Resgate sem nostalgia
O ideal de transformar o cinema em mercado de trabalho é acalentado, ainda, por outras propostas ambiciosas, como a produção de um longa-metragem totalmente rodado em Cataguases a partir da adaptação do livro “Inferno provisório”, de Luiz Ruffato. Segundo Mônica Botelho, o projeto está partindo para a fase de captação de recursos.
Através da busca pela inovação e do investimento pesado em infra-estrutura, a cidade vai atrás do resgate de um passado luminoso, que teve seu auge na década de 1920, com o pioneirismo do cineasta Humberto Mauro, a publicação da revista literária “Verde” e a arquitetura moderna, que se mostra imponente em vários pontos da cidade. O resgate, conforme Mônica, também está imbuído da superação de um determinado sentimento de nostalgia. “Às vezes, grandes fatos do passado podem ser aprisionantes. Superar esse modelo, de certa forma, e apontar para um novo modelo é um grande desafio. Nosso intuito é transformar o passado em impulso para o futuro”, resume.
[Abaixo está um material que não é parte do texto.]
use std::borrow::Cow;
use std::fmt;

// ============================================================================
// Tag kinds
// ============================================================================

/// Wire identifier of a tag payload
#[derive(Debug, Clone, Copy, PartialEq, Eq, Hash)]
#[repr(u8)]
pub enum TagKind {
    End = 0,
    Byte = 1,
    Short = 2,
    Int = 3,
    Long = 4,
    Float = 5,
    Double = 6,
    ByteArray = 7,
    String = 8,
    List = 9,
    Compound = 10,
    IntArray = 11,
    LongArray = 12,
}

impl TagKind {
    pub fn from_id(id: u8) -> Option<Self> {
        let kind = match id {
            0 => Self::End,
            1 => Self::Byte,
            2 => Self::Short,
            3 => Self::Int,
            4 => Self::Long,
            5 => Self::Float,
            6 => Self::Double,
            7 => Self::ByteArray,
            8 => Self::String,
            9 => Self::List,
            10 => Self::Compound,
            11 => Self::IntArray,
            12 => Self::LongArray,
            _ => return None,
        };
        Some(kind)
    }

    pub fn id(self) -> u8 {
        self as u8
    }

    pub fn type_name(self) -> &'static str {
        match self {
            Self::End => "END",
            Self::Byte => "BYTE",
            Self::Short => "SHORT",
            Self::Int => "INT",
            Self::Long => "LONG",
            Self::Float => "FLOAT",
            Self::Double => "DOUBLE",
            Self::ByteArray => "BYTE_ARRAY",
            Self::String => "STRING",
            Self::List => "LIST",
            Self::Compound => "COMPOUND",
            Self::IntArray => "INT_ARRAY",
            Self::LongArray => "LONG_ARRAY",
        }
    }
}

impl fmt::Display for TagKind {
    fn fmt(&self, f: &mut fmt::Formatter<'_>) -> fmt::Result {
        f.write_str(self.type_name())
    }
}

// ============================================================================
// Strings
// ============================================================================

/// Modified UTF-8 string kept as its raw wire bytes.
///
/// Record files are written by a JVM, so names and string payloads use the
/// modified encoding (`C0 80` for NUL, surrogate pairs for supplementary
/// characters). Holding the bytes verbatim means a string we never touch is
/// re-encoded exactly as it was read.
#[derive(Debug, Clone, PartialEq, Eq, Hash, Default)]
pub struct NbtString(Vec<u8>);

impl NbtString {
    pub fn from_raw(bytes: Vec<u8>) -> Self {
        Self(bytes)
    }

    pub fn as_bytes(&self) -> &[u8] {
        &self.0
    }

    pub fn len(&self) -> usize {
        self.0.len()
    }

    pub fn is_empty(&self) -> bool {
        self.0.is_empty()
    }

    /// Best-effort rendering for logs and diagnostics
    pub fn to_str_lossy(&self) -> Cow<'_, str> {
        String::from_utf8_lossy(&self.0)
    }

    fn push_three(bytes: &mut Vec<u8>, unit: u32) {
        bytes.push(0xE0 | ((unit >> 12) & 0x0F) as u8);
        bytes.push(0x80 | ((unit >> 6) & 0x3F) as u8);
        bytes.push(0x80 | (unit & 0x3F) as u8);
    }
}

impl From<&str> for NbtString {
    fn from(value: &str) -> Self {
        let mut bytes = Vec::with_capacity(value.len());
        for ch in value.chars() {
            let code = ch as u32;
            match code {
                0 => bytes.extend_from_slice(&[0xC0, 0x80]),
                0x01..=0x7F => bytes.push(code as u8),
                0x80..=0x7FF => {
                    bytes.push(0xC0 | (code >> 6) as u8);
                    bytes.push(0x80 | (code & 0x3F) as u8);
                }
                0x800..=0xFFFF => Self::push_three(&mut bytes, code),
                _ => {
                    let offset = code - 0x1_0000;
                    Self::push_three(&mut bytes, 0xD800 + (offset >> 10));
                    Self::push_three(&mut bytes, 0xDC00 + (offset & 0x3FF));
                }
            }
        }
        Self(bytes)
    }
}

impl From<String> for NbtString {
    fn from(value: String) -> Self {
        Self::from(value.as_str())
    }
}

impl PartialEq<str> for NbtString {
    fn eq(&self, other: &str) -> bool {
        // ASCII field names encode identically in both forms
        self.0 == other.as_bytes() || *self == NbtString::from(other)
    }
}

impl fmt::Display for NbtString {
    fn fmt(&self, f: &mut fmt::Formatter<'_>) -> fmt::Result {
        f.write_str(&self.to_str_lossy())
    }
}

// ============================================================================
// Tag values
// ============================================================================

#[derive(Debug, Clone, PartialEq)]
pub enum Tag {
    Byte(i8),
    Short(i16),
    Int(i32),
    Long(i64),
    Float(f32),
    Double(f64),
    ByteArray(Vec<i8>),
    String(NbtString),
    List(List),
    Compound(Compound),
    IntArray(Vec<i32>),
    LongArray(Vec<i64>),
}

impl Tag {
    pub fn kind(&self) -> TagKind {
        match self {
            Self::Byte(_) => TagKind::Byte,
            Self::Short(_) => TagKind::Short,
            Self::Int(_) => TagKind::Int,
            Self::Long(_) => TagKind::Long,
            Self::Float(_) => TagKind::Float,
            Self::Double(_) => TagKind::Double,
            Self::ByteArray(_) => TagKind::ByteArray,
            Self::String(_) => TagKind::String,
            Self::List(_) => TagKind::List,
            Self::Compound(_) => TagKind::Compound,
            Self::IntArray(_) => TagKind::IntArray,
            Self::LongArray(_) => TagKind::LongArray,
        }
    }

    pub fn type_name(&self) -> &'static str {
        self.kind().type_name()
    }

    pub fn as_i32(&self) -> Option<i32> {
        match self {
            Self::Int(v) => Some(*v),
            _ => None,
        }
    }

    pub fn as_f32(&self) -> Option<f32> {
        match self {
            Self::Float(v) => Some(*v),
            _ => None,
        }
    }

    /// Reads a floating payload of either width
    pub fn as_f64(&self) -> Option<f64> {
        match self {
            Self::Float(v) => Some(*v as f64),
            Self::Double(v) => Some(*v),
            _ => None,
        }
    }

    pub fn as_list(&self) -> Option<&List> {
        match self {
            Self::List(list) => Some(list),
            _ => None,
        }
    }

    pub fn as_list_mut(&mut self) -> Option<&mut List> {
        match self {
            Self::List(list) => Some(list),
            _ => None,
        }
    }
}

// ============================================================================
// List
// ============================================================================

/// Homogeneous list; the element kind is kept even when the list is empty
#[derive(Debug, Clone, PartialEq)]
pub struct List {
    element: TagKind,
    items: Vec<Tag>,
}

impl List {
    pub fn new(element: TagKind) -> Self {
        Self {
            element,
            items: Vec::new(),
        }
    }

    /// Builds a list from tags that must all share one kind
    pub fn from_tags(items: Vec<Tag>) -> Option<Self> {
        let element = items.first().map(Tag::kind).unwrap_or(TagKind::End);
        if items.iter().any(|tag| tag.kind() != element) {
            return None;
        }
        Some(Self { element, items })
    }

    pub(crate) fn from_parts(element: TagKind, items: Vec<Tag>) -> Self {
        Self { element, items }
    }

    pub fn element_kind(&self) -> TagKind {
        self.element
    }

    pub fn len(&self) -> usize {
        self.items.len()
    }

    pub fn is_empty(&self) -> bool {
        self.items.is_empty()
    }

    pub fn get(&self, index: usize) -> Option<&Tag> {
        self.items.get(index)
    }

    /// Replaces the element at `index`, refusing a tag of another kind
    pub fn set(&mut self, index: usize, tag: Tag) -> bool {
        if tag.kind() != self.element {
            return false;
        }
        match self.items.get_mut(index) {
            Some(slot) => {
                *slot = tag;
                true
            }
            None => false,
        }
    }

    pub fn push(&mut self, tag: Tag) -> bool {
        if self.items.is_empty() && self.element == TagKind::End {
            self.element = tag.kind();
        }
        if tag.kind() != self.element {
            return false;
        }
        self.items.push(tag);
        true
    }

    pub fn iter(&self) -> impl Iterator<Item = &Tag> {
        self.items.iter()
    }
}

// ============================================================================
// Compound
// ============================================================================

/// Named entries in file order
#[derive(Debug, Clone, PartialEq, Default)]
pub struct Compound {
    entries: Vec<(NbtString, Tag)>,
}

impl Compound {
    pub fn new() -> Self {
        Self::default()
    }

    pub fn len(&self) -> usize {
        self.entries.len()
    }

    pub fn is_empty(&self) -> bool {
        self.entries.is_empty()
    }

    pub fn get(&self, name: &str) -> Option<&Tag> {
        self.entries
            .iter()
            .find(|(key, _)| key == name)
            .map(|(_, tag)| tag)
    }

    pub fn get_mut(&mut self, name: &str) -> Option<&mut Tag> {
        self.entries
            .iter_mut()
            .find(|(key, _)| key == name)
            .map(|(_, tag)| tag)
    }

    /// Inserts or replaces `name`. A replaced entry keeps its position.
    pub fn insert(&mut self, name: impl Into<NbtString>, tag: Tag) -> Option<Tag> {
        let name = name.into();
        if let Some((_, slot)) = self.entries.iter_mut().find(|(key, _)| *key == name) {
            return Some(std::mem::replace(slot, tag));
        }
        self.entries.push((name, tag));
        None
    }

    /// Appends a new entry; hands `name` back if it is already present
    pub(crate) fn push_new(&mut self, name: NbtString, tag: Tag) -> Result<(), NbtString> {
        if self.entries.iter().any(|(key, _)| *key == name) {
            return Err(name);
        }
        self.entries.push((name, tag));
        Ok(())
    }

    pub fn remove(&mut self, name: &str) -> Option<Tag> {
        let index = self.entries.iter().position(|(key, _)| key == name)?;
        Some(self.entries.remove(index).1)
    }

    pub fn get_int(&self, name: &str) -> Option<i32> {
        self.get(name).and_then(Tag::as_i32)
    }

    pub fn get_float(&self, name: &str) -> Option<f32> {
        self.get(name).and_then(Tag::as_f32)
    }

    pub fn get_list(&self, name: &str) -> Option<&List> {
        self.get(name).and_then(Tag::as_list)
    }

    pub fn get_list_mut(&mut self, name: &str) -> Option<&mut List> {
        self.get_mut(name).and_then(Tag::as_list_mut)
    }

    pub fn iter(&self) -> impl Iterator<Item = (&NbtString, &Tag)> {
        self.entries.iter().map(|(key, tag)| (key, tag))
    }
}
O resultado desse esforço empreendedor se torna visível no cotidiano da cidade, com a participação da comunidade local no festival. Oferecendo suporte às equipes, estão 250 moradores de Cataguases, capacitados em dez oficinas sobre diferentes especialidades técnicas, oferecidas a partir da parceria com o projeto Fábrica do Futuro. Nesse ponto, talvez, esteja a maior contribuição do festival para o município, uma vez que uma dupla via de oportunidades está sendo aberta. Por um lado, a cidade dispõe de recursos técnicos para que estudantes realizem seus filmes com estrutura profissional. Do mesmo modo, os cidadãos têm condições de colocar em prática e aprimorar o conhecimento que receberam nos cursos. A esteticista Fernanda Menta, por exemplo, conseguiu ser incluída em duas equipes. Na produção de “As chinelas turcas”, é responsável pela maquiagem. Já em “A cartomante”, ela entra em cena como atriz. Participante de três oficinas, a moradora se diz gratificada com a experiência. “Só não fiz mais porque não tive tempo”, comenta.
Disputa com a bênção de veteranos
Para a edição inaugural do evento, foram convidadas equipes, com dez integrantes cada, da Faculdade de Cinema da Universidade Federal Fluminense (UFF), de Niterói, da Escola Superior de Teatro e Cinema, situada em Lisboa, Portugal, e da Faculdade de Comunicação Social da Universidade Federal de Minas Gerais (UFMG). Como em uma gincana convencional, os grupos foram divididos por cores e são avaliados não só pelo resultado das produções, como também pela organização com que conduzem seus trabalhos. A disputa será definida no sábado, quando os curtas serão exibidos e passarão pelo crivo do júri e do público em 15 categorias.
Longe de estar à deriva nessa empreitada, cada equipe recebe as orientações de um diretor consagrado, convidado pelo festival: o brasileiro Nelson Pereira dos Santos, o português Fernando Vendrell e o angolano Zezé Gamboa. Além disso, os alunos contam com o apoio de um time de profissionais de primeiro escalão em áreas como fotografia, iluminação, maquinaria e som, que prestam apoio a todos os grupos.
No aspecto técnico, a central de produção organizada pelo festival disponibiliza ilha de edição exclusiva para cada equipe, salas de reuniões individuais e todo o equipamento necessário para rodar um filme com qualidade profissional, incluindo gruas e “steady cams” (tipo de câmera que funciona presa ao corpo do cinegrafista). “É uma oportunidade fenomenal, porque a prática se revela um outro mundo. Por mais que se façam filmes na escola, serão sempre filmes escolares, os alunos estarão sempre protegidos”, ressalta o professor da Escola Superior de Teatro e Cinema de Lisboa, Paulo Leite.